#### PROBLEM DETAILS
What you return must be every line below that includes the word "close".

#### DATA RECORDS
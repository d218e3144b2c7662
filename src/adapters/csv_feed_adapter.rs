//! CSV feed sink: one file per sampled dataset.

use crate::domain::error::EpisamplerError;
use crate::domain::row::{FIELD_NAMES, Row};
use crate::ports::feed_port::FeedPort;
use std::fs;
use std::path::PathBuf;

/// Writes each dataset to `<dir>/<name>.csv` in the layout [`CsvAdapter`]
/// reads back.
///
/// [`CsvAdapter`]: crate::adapters::csv_adapter::CsvAdapter
pub struct CsvFeedAdapter {
    dir: PathBuf,
    delimiter: u8,
    timestamp_format: String,
}

impl CsvFeedAdapter {
    pub fn new(dir: PathBuf) -> Self {
        Self {
            dir,
            delimiter: b';',
            timestamp_format: "%Y%m%d %H%M%S".into(),
        }
    }

    pub fn with_format(mut self, delimiter: u8, timestamp_format: &str) -> Self {
        self.delimiter = delimiter;
        self.timestamp_format = timestamp_format.to_string();
        self
    }

    pub fn path_for(&self, name: &str) -> PathBuf {
        self.dir.join(format!("{}.csv", name))
    }
}

impl FeedPort for CsvFeedAdapter {
    fn write(&self, name: &str, rows: &[Row]) -> Result<(), EpisamplerError> {
        fs::create_dir_all(&self.dir)?;
        let path = self.path_for(name);
        let csv_err = |e: csv::Error| EpisamplerError::DataUnavailable {
            reason: format!("failed to write {}: {}", path.display(), e),
        };

        let mut wtr = csv::WriterBuilder::new()
            .delimiter(self.delimiter)
            .from_path(&path)
            .map_err(csv_err)?;

        let mut header = vec!["datetime"];
        header.extend(FIELD_NAMES);
        wtr.write_record(&header).map_err(csv_err)?;

        for row in rows {
            let mut record = vec![row.timestamp.format(&self.timestamp_format).to_string()];
            record.extend(row.fields().iter().map(|v| v.to_string()));
            wtr.write_record(&record).map_err(csv_err)?;
        }
        wtr.flush()?;
        Ok(())
    }
}

#[cfg(test)]
mod tests {
    use super::*;
    use crate::adapters::csv_adapter::{CsvAdapter, CsvOptions};
    use crate::ports::data_port::DataPort;
    use chrono::NaiveDate;
    use tempfile::TempDir;

    fn rows() -> Vec<Row> {
        let start = NaiveDate::from_ymd_opt(2024, 2, 5)
            .unwrap()
            .and_hms_opt(0, 0, 0)
            .unwrap();
        (0..3)
            .map(|i| Row {
                timestamp: start + chrono::TimeDelta::minutes(i),
                open: 1.0 + i as f64,
                high: 2.0 + i as f64,
                low: 0.5,
                close: 1.25,
                volume: 100.0,
            })
            .collect()
    }

    #[test]
    fn writes_named_file_with_header() {
        let dir = TempDir::new().unwrap();
        let feed = CsvFeedAdapter::new(dir.path().join("out"));
        feed.write("train_episode_2024-02-05T00-00", &rows()).unwrap();

        let path = feed.path_for("train_episode_2024-02-05T00-00");
        let content = fs::read_to_string(path).unwrap();
        let mut lines = content.lines();
        assert_eq!(lines.next(), Some("datetime;open;high;low;close;volume"));
        assert_eq!(lines.next(), Some("20240205 000000;1;2;0.5;1.25;100"));
        assert_eq!(content.lines().count(), 4);
    }

    #[test]
    fn output_reads_back_through_csv_adapter() {
        let dir = TempDir::new().unwrap();
        let feed = CsvFeedAdapter::new(dir.path().to_path_buf());
        feed.write("episode", &rows()).unwrap();

        let adapter = CsvAdapter::new(dir.path().to_path_buf(), CsvOptions::default());
        assert_eq!(adapter.fetch_rows("episode.csv").unwrap(), rows());
    }
}
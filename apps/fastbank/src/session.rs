//! In-memory session store and token generation.
//!
//! The store is a process-wide map from session token to user id. It is
//! unbounded and entries never expire, matching the classroom fixture;
//! the token *format* is where the two variants differ.

use std::collections::HashMap;
use std::sync::{PoisonError, RwLock};

use chrono::Utc;
use uuid::Uuid;

use crate::config::Variant;

/// Map from session token to user id.
///
/// Wrapped in an `RwLock` because axum handlers run concurrently; the
/// original demo leaned on a single-threaded runtime instead.
#[derive(Debug, Default)]
pub struct SessionStore {
    sessions: RwLock<HashMap<String, i64>>,
}

impl SessionStore {
    /// Create a new empty store.
    #[must_use]
    pub fn new() -> Self {
        Self {
            sessions: RwLock::new(HashMap::new()),
        }
    }

    /// Issue a token for the user and record the session.
    ///
    /// Insecure tokens are `{username}-{unix_millis}` (guessable from
    /// the username and a clock); hardened tokens are random UUIDs.
    pub fn issue(&self, variant: Variant, username: &str, user_id: i64) -> String {
        let token = match variant {
            Variant::Insecure => format!("{username}-{}", Utc::now().timestamp_millis()),
            Variant::Hardened => Uuid::new_v4().to_string(),
        };
        // A poisoned lock only means a handler panicked mid-access; the
        // map itself is still usable.
        self.sessions
            .write()
            .unwrap_or_else(PoisonError::into_inner)
            .insert(token.clone(), user_id);
        token
    }

    /// Look up the user id for a token.
    #[must_use]
    pub fn user_id(&self, token: &str) -> Option<i64> {
        self.sessions
            .read()
            .unwrap_or_else(PoisonError::into_inner)
            .get(token)
            .copied()
    }

    /// Number of live sessions.
    #[must_use]
    pub fn len(&self) -> usize {
        self.sessions
            .read()
            .unwrap_or_else(PoisonError::into_inner)
            .len()
    }

    /// Check if the store is empty.
    #[must_use]
    pub fn is_empty(&self) -> bool {
        self.sessions
            .read()
            .unwrap_or_else(PoisonError::into_inner)
            .is_empty()
    }
}
//! Filebox Configuration Settings
//!
//! Configuration for the file-reading server, loaded from environment
//! variables.

use std::path::PathBuf;

/// Default HTTP server port.
const DEFAULT_PORT: u16 = 4000;

/// Default base directory for served files, relative to the working dir.
const DEFAULT_BASE_DIR: &str = "files";

/// Complete filebox configuration.
#[derive(Debug, Clone)]
pub struct FileboxConfig {
    /// HTTP server port.
    pub port: u16,
    /// Base directory that served files must live under.
    pub base_dir: PathBuf,
}

impl FileboxConfig {
    /// Create configuration from environment variables.
    ///
    /// Reads `FILEBOX_PORT` (default 4000) and `FILEBOX_BASE_DIR`
    /// (default `./files`). The base directory is created if it does
    /// not exist.
    ///
    /// # Errors
    ///
    /// Returns an error if the base directory cannot be created.
    pub fn from_env() -> Result<Self, ConfigError> {
        let port = parse_env_u16("FILEBOX_PORT", DEFAULT_PORT);

        let base_dir = std::env::var("FILEBOX_BASE_DIR")
            .map_or_else(|_| PathBuf::from(DEFAULT_BASE_DIR), PathBuf::from);

        std::fs::create_dir_all(&base_dir)
            .map_err(|e| ConfigError::BaseDirUnavailable(base_dir.clone(), e.to_string()))?;

        Ok(Self { port, base_dir })
    }
}

/// Configuration error.
#[derive(Debug, thiserror::Error)]
pub enum ConfigError {
    /// Base directory could not be created.
    #[error("base directory {0:?} could not be created: {1}")]
    BaseDirUnavailable(PathBuf, String),
}

fn parse_env_u16(key: &str, default: u16) -> u16 {
    std::env::var(key)
        .ok()
        .and_then(|v| v.parse().ok())
        .unwrap_or(default)
}
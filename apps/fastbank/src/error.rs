//! API error type for the banking server.

use axum::Json;
use axum::http::StatusCode;
use axum::response::IntoResponse;
use serde::Serialize;
use thiserror::Error;

/// Errors surfaced to HTTP clients as a status code plus JSON body.
#[derive(Debug, Error)]
pub enum ApiError {
    /// Request failed validation.
    #[error("{0}")]
    BadRequest(String),

    /// Missing, unknown, or wrong credentials.
    #[error("{0}")]
    Unauthorized(String),

    /// Requested resource (or, insecure variant only, username) unknown.
    #[error("{0}")]
    NotFound(String),

    /// Database failure. Propagated, never swallowed.
    #[error("database error: {0}")]
    Database(#[from] rusqlite::Error),
}

impl ApiError {
    /// Error for a request without a valid session.
    #[must_use]
    pub fn not_authenticated() -> Self {
        Self::Unauthorized("not authenticated".to_string())
    }

    /// HTTP status code for this error.
    #[must_use]
    pub const fn status(&self) -> StatusCode {
        match self {
            Self::BadRequest(_) => StatusCode::BAD_REQUEST,
            Self::Unauthorized(_) => StatusCode::UNAUTHORIZED,
            Self::NotFound(_) => StatusCode::NOT_FOUND,
            Self::Database(_) => StatusCode::INTERNAL_SERVER_ERROR,
        }
    }
}

/// JSON error body, `{"error": "..."}`.
#[derive(Debug, Serialize)]
struct ErrorBody {
    error: String,
}

impl IntoResponse for ApiError {
    fn into_response(self) -> axum::response::Response {
        if let Self::Database(ref e) = self {
            tracing::error!(error = %e, "database error");
        }
        let status = self.status();
        let body = ErrorBody {
            error: self.to_string(),
        };
        (status, Json(body)).into_response()
    }
}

#### RESPONSE
                close: 1.25,
        assert_eq!(lines.next(), Some("datetime;open;high;low;close;volume"));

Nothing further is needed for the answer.